TESTIMONIO DE SAN AMBROSIO
5. Es posible que alguno piense que yo invento o exagero por amor a la antigüedad y odio a las novedades.
Quienquiera que así piense, preste por lo menos audiencia a San Ambrosio, el cual, en el segundo libro dedicado al Emperador Graciano, deplorando la perversidad de los tiempos, exclamaba:
«Dios Todopoderoso, nuestros sufrimientos y nuestra sangre ya han rescatado suficientemente las matanzas de confesores, el exilio de obispos y tantas otras cosas impías y nefandas. Ha quedado más que claro que quienes han violado la fe no pueden estar seguros». Y en el tercer libro de la misma obra dice:
«Observamos fielmente los preceptos de nuestros Padres, y no rompemos con insolente temeridad el sello de la herencia. Porque ni los señores, ni las Potestades, ni los Ángeles, ni los Arcángeles han osado abrir aquel profético libro sellado: sólo a Cristo compete el derecho de desplegarlo».
«¿Quién de nosotros se atrevería a romper el sello del libro sacerdotal, sellado por los confesores y consagrado por tantos mártires? Incluso aquellos mismos que, constreñidos por la violencia, lo habían violado, inmediatamente rechazaron el engaño en que habían caído y tornaron a la fe antigua. Quienes no osaron violarlo, vinieron a ser confesores y mártires. ¿Cómo podríamos renegar de su fe, si celebramos precisamente su victoria?»
A todos ellos vaya, oh venerable Ambrosio, nuestra alabanza, nuestro encomio, nuestra admiración.

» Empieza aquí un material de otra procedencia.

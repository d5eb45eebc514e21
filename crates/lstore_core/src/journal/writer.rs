//! Appends framed records to a journal file.

use crate::context::JournalContext;
use crate::error::{CoreError, CoreResult};
use crate::record::{
    compute_checksum, DequeueHeader, EnqueueHeader, FileHeader, RecordFlags, RecordHeader,
    RecordTail, TxnHeader, ABORT_MAGIC, COMMIT_MAGIC, DEQUEUE_MAGIC, ENQUEUE_MAGIC,
};
use crate::types::Rid;
use parking_lot::Mutex;
use std::path::{Path, PathBuf};
use std::sync::Arc;
use tracing::debug;

/// Write position and record id counter.
#[derive(Debug)]
struct WriterState {
    offset: u64,
    next_rid: Rid,
}

/// Appends enqueue, dequeue and transaction records to one journal file.
///
/// Each append returns the record id it assigned and the file offset the
/// record starts at. Records are written in one positional write each; the
/// writer never extends the file past its pool size.
///
/// # Example
///
/// ```rust
/// use lstore_core::record::{FileHeader, RecordFlags};
/// use lstore_core::{Config, FileSizeKib, JournalContext, JournalWriter, PartitionNumber, Rid};
/// use std::path::Path;
///
/// let ctx = JournalContext::in_memory(Config::default());
/// let path = Path::new("/orders.jrnl");
/// let size = FileSizeKib::new(4);
/// ctx.fs().create_file(path, FileHeader::file_len(size)).unwrap();
///
/// let header = FileHeader::for_journal(PartitionNumber::new(1), size, 1, 0, "orders").unwrap();
/// let writer = JournalWriter::create(&ctx, path, header, Rid::new(1)).unwrap();
/// let (rid, _offset) = writer.enqueue(b"", b"hello", RecordFlags::NONE).unwrap();
/// assert_eq!(rid, Rid::new(1));
/// ```
#[derive(Debug)]
pub struct JournalWriter {
    ctx: Arc<JournalContext>,
    path: PathBuf,
    header: FileHeader,
    file_len: u64,
    state: Mutex<WriterState>,
}

impl JournalWriter {
    /// Stamps `header` onto the file at `path` and positions after it.
    ///
    /// The file must already exist with the length of its size class,
    /// normally because it was taken from a pool.
    ///
    /// # Errors
    ///
    /// - `InvalidFileHeader` if the file length does not match the header's
    ///   size class, the header holds no record offset, or the header and
    ///   first record offset do not fit inside the file
    /// - storage errors from the write
    pub fn create(
        ctx: &Arc<JournalContext>,
        path: impl Into<PathBuf>,
        header: FileHeader,
        first_rid: Rid,
    ) -> CoreResult<Self> {
        let path = path.into();
        let fs = ctx.fs();
        let file_len = fs.file_len(&path)?;
        let expected = FileHeader::file_len(header.data_size_kib);
        if file_len != expected {
            return Err(CoreError::invalid_file_header(
                &path,
                format!("length {file_len} does not match {} file", header.data_size_kib),
            ));
        }
        if header.is_empty() {
            return Err(CoreError::invalid_file_header(
                &path,
                "journal header has no first record offset",
            ));
        }
        if header.size() as u64 > file_len
            || header.first_record_offset < header.size() as u64
            || header.first_record_offset > file_len
        {
            return Err(CoreError::invalid_file_header(
                &path,
                format!(
                    "header of {} bytes with first record at {} does not fit a {file_len} byte file",
                    header.size(),
                    header.first_record_offset
                ),
            ));
        }

        fs.write_at(&path, 0, &header.encode())?;
        if ctx.config().sync_on_move {
            fs.sync_file(&path)?;
        }
        debug!(
            path = %path.display(),
            queue = %header.queue_name,
            serial = header.header.serial,
            "created journal file"
        );

        Ok(Self {
            ctx: Arc::clone(ctx),
            state: Mutex::new(WriterState {
                offset: header.first_record_offset,
                next_rid: first_rid,
            }),
            path,
            header,
            file_len,
        })
    }

    /// Appends an enqueue record. A non-empty `xid` makes it transactional.
    ///
    /// # Errors
    ///
    /// Returns `JournalFileFull` if the record does not fit, or a storage error.
    pub fn enqueue(&self, xid: &[u8], data: &[u8], flags: RecordFlags) -> CoreResult<(Rid, u64)> {
        self.append(|serial, rid| {
            let record = EnqueueHeader {
                header: RecordHeader::new(ENQUEUE_MAGIC, flags, serial, rid),
                xid_size: xid.len() as u64,
                data_size: data.len() as u64,
            };
            let mut buf = Vec::with_capacity(record.padded_len() as usize);
            buf.extend_from_slice(&record.encode());
            buf.extend_from_slice(xid);
            buf.extend_from_slice(data);
            if record.has_tail() {
                let tail = RecordTail::from_header(&record.header, compute_checksum(xid, data));
                buf.extend_from_slice(&tail.encode());
            }
            (buf, record.padded_len())
        })
    }

    /// Appends a dequeue of `deq_rid`. A non-empty `xid` makes it transactional.
    ///
    /// # Errors
    ///
    /// Returns `JournalFileFull` if the record does not fit, or a storage error.
    pub fn dequeue(&self, deq_rid: Rid, xid: &[u8]) -> CoreResult<(Rid, u64)> {
        self.append(|serial, rid| {
            let record = DequeueHeader {
                header: RecordHeader::new(DEQUEUE_MAGIC, RecordFlags::NONE, serial, rid),
                deq_rid,
                xid_size: xid.len() as u64,
            };
            let mut buf = Vec::with_capacity(record.padded_len() as usize);
            buf.extend_from_slice(&record.encode());
            buf.extend_from_slice(xid);
            if record.is_transactional() {
                let tail = RecordTail::from_header(&record.header, compute_checksum(xid, &[]));
                buf.extend_from_slice(&tail.encode());
            }
            (buf, record.padded_len())
        })
    }

    /// Appends a commit record for `xid`.
    ///
    /// # Errors
    ///
    /// Returns `JournalFileFull` if the record does not fit, or a storage error.
    pub fn commit(&self, xid: &[u8]) -> CoreResult<(Rid, u64)> {
        self.append_txn(COMMIT_MAGIC, xid)
    }

    /// Appends an abort record for `xid`.
    ///
    /// # Errors
    ///
    /// Returns `JournalFileFull` if the record does not fit, or a storage error.
    pub fn abort(&self, xid: &[u8]) -> CoreResult<(Rid, u64)> {
        self.append_txn(ABORT_MAGIC, xid)
    }

    fn append_txn(&self, magic: u32, xid: &[u8]) -> CoreResult<(Rid, u64)> {
        self.append(|serial, rid| {
            let record = TxnHeader {
                header: RecordHeader::new(magic, RecordFlags::NONE, serial, rid),
                xid_size: xid.len() as u64,
            };
            let tail = RecordTail::from_header(&record.header, compute_checksum(xid, &[]));
            let mut buf = Vec::with_capacity(record.padded_len() as usize);
            buf.extend_from_slice(&record.encode());
            buf.extend_from_slice(xid);
            buf.extend_from_slice(&tail.encode());
            (buf, record.padded_len())
        })
    }

    fn append<F>(&self, build: F) -> CoreResult<(Rid, u64)>
    where
        F: FnOnce(u64, Rid) -> (Vec<u8>, u64),
    {
        let mut state = self.state.lock();
        let rid = state.next_rid;
        let (mut buf, padded_len) = build(self.header.header.serial, rid);

        let remaining = self.file_len.saturating_sub(state.offset);
        if padded_len > remaining {
            return Err(CoreError::JournalFileFull {
                path: self.path.clone(),
                needed: padded_len,
                remaining,
            });
        }
        // Zero padding overwrites whatever a previous use of the file left
        buf.resize(padded_len as usize, 0);

        let offset = state.offset;
        self.ctx.fs().write_at(&self.path, offset, &buf)?;
        state.offset += padded_len;
        state.next_rid = rid.next();
        Ok((rid, offset))
    }

    /// Flushes the file to durable storage.
    ///
    /// # Errors
    ///
    /// Returns a storage error if the sync fails.
    pub fn sync(&self) -> CoreResult<()> {
        self.ctx.fs().sync_file(&self.path)?;
        Ok(())
    }

    /// Returns the offset the next record will be written at.
    #[must_use]
    pub fn offset(&self) -> u64 {
        self.state.lock().offset
    }

    /// Returns the record id the next record will get.
    #[must_use]
    pub fn next_rid(&self) -> Rid {
        self.state.lock().next_rid
    }

    /// Returns the bytes left in the data area.
    #[must_use]
    pub fn remaining(&self) -> u64 {
        self.file_len.saturating_sub(self.state.lock().offset)
    }

    /// Returns the file header written at creation.
    #[must_use]
    pub fn header(&self) -> &FileHeader {
        &self.header
    }

    /// Returns the path of the journal file.
    #[must_use]
    pub fn path(&self) -> &Path {
        &self.path
    }
}

#[cfg(test)]
mod tests {
    use super::*;
    use crate::config::Config;
    use crate::record::{DBLK_SIZE, SBLK_SIZE};
    use crate::types::{FileSizeKib, PartitionNumber};
    use lstore_storage::FileSystem;

    fn writer(size_kib: u32) -> (Arc<JournalContext>, JournalWriter) {
        let ctx = JournalContext::in_memory(Config::default());
        let path = Path::new("/q.jrnl");
        let size = FileSizeKib::new(size_kib);
        ctx.fs().create_file(path, FileHeader::file_len(size)).unwrap();
        let header =
            FileHeader::for_journal(PartitionNumber::new(1), size, 5, 0, "queue").unwrap();
        let writer = JournalWriter::create(&ctx, path, header, Rid::new(10)).unwrap();
        (ctx, writer)
    }

    #[test]
    fn records_are_dblk_aligned() {
        let (_ctx, writer) = writer(4);
        assert_eq!(writer.offset(), SBLK_SIZE as u64);

        let (rid, offset) = writer.enqueue(b"", &[7u8; 100], RecordFlags::NONE).unwrap();
        assert_eq!(rid, Rid::new(10));
        assert_eq!(offset, SBLK_SIZE as u64);
        // 40 + 100 + 16 rounds up to two blocks
        assert_eq!(writer.offset(), (SBLK_SIZE + 2 * DBLK_SIZE) as u64);

        let (rid, _) = writer.dequeue(Rid::new(10), b"").unwrap();
        assert_eq!(rid, Rid::new(11));
        assert_eq!(writer.next_rid(), Rid::new(12));
    }

    #[test]
    fn enqueue_bytes_carry_tail() {
        let (ctx, writer) = writer(4);
        let (rid, offset) = writer.enqueue(b"tx", b"data", RecordFlags::NONE).unwrap();

        let bytes = ctx.fs().read_at(writer.path(), offset, DBLK_SIZE).unwrap();
        let record = EnqueueHeader::decode(&bytes).unwrap();
        assert_eq!(record.header.rid, rid);
        assert_eq!(record.header.serial, 5);
        assert!(record.is_transactional());

        let tail_at = EnqueueHeader::SIZE + 6;
        let tail = RecordTail::decode(&bytes[tail_at..]).unwrap();
        tail.validate(&record.header, b"tx", b"data").unwrap();
    }

    #[test]
    fn full_file_rejects_record() {
        let (_ctx, writer) = writer(1);
        // 1 KiB holds eight empty enqueues
        for _ in 0..8 {
            writer.enqueue(b"", b"", RecordFlags::NONE).unwrap();
        }
        assert_eq!(writer.remaining(), 0);

        let result = writer.enqueue(b"", b"", RecordFlags::NONE);
        assert!(matches!(result, Err(CoreError::JournalFileFull { .. })));
        assert_eq!(writer.next_rid(), Rid::new(18));
    }

    #[test]
    fn wrong_length_file_rejected() {
        let ctx = JournalContext::in_memory(Config::default());
        let path = Path::new("/short.jrnl");
        ctx.fs().create_file(path, 100).unwrap();
        let header =
            FileHeader::for_journal(PartitionNumber::new(1), FileSizeKib::new(4), 1, 0, "q")
                .unwrap();
        let result = JournalWriter::create(&ctx, path, header, Rid::new(1));
        assert!(matches!(result, Err(CoreError::InvalidFileHeader { .. })));
    }

    #[test]
    fn oversized_header_rejected() {
        let ctx = JournalContext::in_memory(Config::default());
        let path = Path::new("/big-header.jrnl");
        let size = FileSizeKib::new(1);
        ctx.fs().create_file(path, FileHeader::file_len(size)).unwrap();

        let mut header =
            FileHeader::for_journal(PartitionNumber::new(1), size, 1, 0, "q").unwrap();
        header.fhdr_size_sblks = 2;
        header.first_record_offset = header.size() as u64;

        let result = JournalWriter::create(&ctx, path, header, Rid::new(1));
        assert!(matches!(result, Err(CoreError::InvalidFileHeader { .. })));
        // Nothing was stamped and the file kept its pool size
        assert_eq!(ctx.fs().file_len(path).unwrap(), FileHeader::file_len(size));
    }

    #[test]
    fn first_record_offset_must_follow_header() {
        let ctx = JournalContext::in_memory(Config::default());
        let path = Path::new("/offset.jrnl");
        let size = FileSizeKib::new(1);
        let file_len = FileHeader::file_len(size);
        ctx.fs().create_file(path, file_len).unwrap();

        let mut inside_header =
            FileHeader::for_journal(PartitionNumber::new(1), size, 1, 0, "q").unwrap();
        inside_header.first_record_offset = DBLK_SIZE as u64;
        let result = JournalWriter::create(&ctx, path, inside_header, Rid::new(1));
        assert!(matches!(result, Err(CoreError::InvalidFileHeader { .. })));

        let mut past_end =
            FileHeader::for_journal(PartitionNumber::new(1), size, 1, 0, "q").unwrap();
        past_end.first_record_offset = file_len + DBLK_SIZE as u64;
        let result = JournalWriter::create(&ctx, path, past_end, Rid::new(1));
        assert!(matches!(result, Err(CoreError::InvalidFileHeader { .. })));

        // An offset at the very end leaves an empty data area
        let mut at_end =
            FileHeader::for_journal(PartitionNumber::new(1), size, 1, 0, "q").unwrap();
        at_end.first_record_offset = file_len;
        let writer = JournalWriter::create(&ctx, path, at_end, Rid::new(1)).unwrap();
        assert_eq!(writer.remaining(), 0);
        let result = writer.enqueue(b"", b"", RecordFlags::NONE);
        assert!(matches!(result, Err(CoreError::JournalFileFull { .. })));
    }
}
//! Journal files: appending framed records and replaying them.
//!
//! A journal file is a file taken from an empty file pool and stamped with a
//! [`FileHeader`](crate::record::FileHeader) carrying the queue name and a
//! serial number. Records follow the header, each padded to a data block.
//!
//! ## Replay
//!
//! [`Recovery`] walks one file at a time and rebuilds an
//! [`EnqueueMap`](crate::EnqueueMap):
//!
//! - non-transactional enqueues are inserted immediately
//! - transactional enqueues are buffered under their xid until a commit
//! - non-transactional dequeues remove their target
//! - transactional dequeues lock their target; commit removes it, abort
//!   unlocks it
//!
//! Replay of a file stops at the first zeroed data block, the first record
//! whose serial differs from the file header (left over from an earlier use
//! of the file) or the first record failing the framing checks. Everything
//! before that point is applied.

mod recovery;
mod writer;

pub use recovery::{PendingTxn, Recovery, RecoveryReport, StopReason};
pub use writer::JournalWriter;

¿Quién sería tan estulto que, no pudiendo igualarlos, no desee, al menos, imitar a estos hombres, a quienes ninguna violencia consiguió desviar de la fe de los Padres?
Amenazas, lisonjas, esperanza de vida, temor a la muerte, guardias, corte, emperador, autoridades, no sirvieron de nada: hombres y demonios fueron impotentes ante ellos.
Su tenaz apegamiento a la fe antigua los hizo dignos, a los ojos del Señor, de una gran recompensa. Por medio de ellos, Él quiso levantar las Iglesias postradas, volver a infundir nueva vida a las comunidades cristianas agotadas, restituir a los sacerdotes las coronas caídas.
Con las lágrimas de los obispos que permanecieron fieles, Dios ha limpiado, como con una fuente celestial, no ya las fórmulas materiales, sino la mancha moral de la impiedad nueva. Por medio de ellos, en fin, ha reconducido al mundo entero -todavía sacudido por la violenta y repentina tempestad de la herejía- de la nueva perfidia a la fe antigua, de la reciente insania a la primitiva salud, de la ceguera nueva a la luz de antes.
Mas lo que debemos destacar principalmente en este valor casi divino de los confesores es que han defendido la fe antigua de la Iglesia universal y no la creencia de ninguna fracción de ella.
Nunca habría sido posible que tan grandes hombres se prodigasen en un esfuerzo sobrehumano para sostener las conjeturas erróneas y contradictorias de uno o dos individuos, o que se empleasen a fondo en favor de la irreflexiva opinión de una pequeña provincia.
En los decretos y en las definiciones de todos los obispos de la Santa Iglesia, herederos de la verdad apostólica y católica, es en lo que han creído, prefiriendo exponerse a sí mismos a la muerte antes que traicionar la antigua fe universal.
Así merecieron alcanzar una gloria tan grande, que fueron considerados no sólo confesores, sino, con todo derecho, príncipes de los confesores.